Qualche nome rimane a ricordare quello strano popolo bulgaro che ebbe qui un impero, della cui capitale si vedono ancora splendidi ruderi presso le rive del Volga. Essa era così dimenticata, che s’era perduta; i boschi l’avevano ricoperta; ne rimaneva soltanto la tradizione, quando sotto Pietro il Grande le sue rovine maestose furono ritrovate nel folto d’una foresta. Erano amanti dei grandi fiumi, i bulgari; si divisero il Volga ed il Danubio; “bulgari bianchi„ quelli del Volga, “bulgari neri„ quelli del Danubio, ma furono assorbiti gli uni dai tartari, gli altri dagli slavi. Sono rimasti dei nomi: Bolgary sul Volga, Bulgaria sul Danubio, ma la razza non c’è più.

Nel pomeriggio ci ritrovammo in serie difficoltà.
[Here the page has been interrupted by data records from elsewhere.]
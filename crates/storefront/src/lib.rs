//! Segishop Storefront library.
//!
//! The public shop: product browsing, reviews, a cart that works before and
//! after sign-in, and prices shown in the shopper's chosen currency.
//!
//! # Security
//!
//! This crate only uses the public parts of the Segishop API. It never holds
//! the admin token.

#![cfg_attr(not(test), forbid(unsafe_code))]

pub mod api;
pub mod config;
pub mod error;
pub mod filters;
pub mod middleware;
pub mod routes;
pub mod services;
pub mod state;

use axum::Router;
use axum::extract::State;
use axum::http::StatusCode;
use axum::routing::get;
use tower_http::services::ServeDir;
use tower_http::trace::{DefaultOnResponse, OnResponse, TraceLayer};
use tracing::Span;

use segishop_core::catalog::ProductQuery;

use middleware::{create_session_layer, security_headers_middleware};
use state::AppState;

/// Build the full storefront router around `state`, without the Sentry layers.
pub fn app(state: AppState) -> Router {
    let session_layer = create_session_layer(state.config());

    Router::new()
        .route("/health", get(health))
        .route("/health/ready", get(readiness))
        .merge(routes::routes())
        .nest_service("/static", ServeDir::new("crates/storefront/static"))
        .layer(session_layer)
        .layer(axum::middleware::from_fn(security_headers_middleware))
        .layer(
            TraceLayer::new_for_http()
                .make_span_with(|request: &axum::http::Request<_>| {
                    tracing::info_span!(
                        "http_request",
                        method = %request.method(),
                        uri = %request.uri(),
                        status = tracing::field::Empty,
                        latency_ms = tracing::field::Empty,
                    )
                })
                .on_response(
                    |response: &axum::http::Response<_>,
                     latency: std::time::Duration,
                     span: &Span| {
                        span.record("status", response.status().as_u16());
                        #[allow(clippy::cast_possible_truncation)]
                        span.record("latency_ms", latency.as_millis() as u64);
                        DefaultOnResponse::default().on_response(response, latency, span);
                    },
                ),
        )
        .with_state(state)
}

/// Liveness health check endpoint.
async fn health() -> &'static str {
    "ok"
}

/// Readiness health check endpoint.
///
/// Fetches the first product page; 503 if the Segishop API cannot answer.
async fn readiness(State(state): State<AppState>) -> StatusCode {
    let probe = ProductQuery {
        page: 1,
        page_size: 1,
        ..ProductQuery::default()
    };
    match state.catalog().list_products(&probe).await {
        Ok(_) => StatusCode::OK,
        Err(e) => {
            tracing::warn!(error = %e, "Readiness check failed");
            StatusCode::SERVICE_UNAVAILABLE
        }
    }
}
La strada, attraverso boschi sterminati, si era fatta così cattiva, che dovevamo procedere alla velocità di quindici e spesso di dieci chilometri l’ora. La carrozzeria scricchiolava, si muoveva tutta ad ogni urtone, quasi stesse per rompersi. Il freno a pedale, quel benedetto freno che ci prese fuoco tre volte in Siberia, non ardeva più, è vero, ma anche non funzionava più. S’era completamente guastato, ed eravamo rimasti col solo freno a mano, che, come si sa, funziona sulle ruote motrici. Ora, in una ripida discesa, mentre l’unico freno era chiuso, sentimmo l’automobile sussultare violentemente ed udimmo nella parte anteriore uno scrocchio metallico. La macchina si fermò tutta di traverso.

Balzammo a terra. Guardammo:

— Ed ora? Che si fa? — esclamammo angosciati vedendo quale danno era sopraggiunto.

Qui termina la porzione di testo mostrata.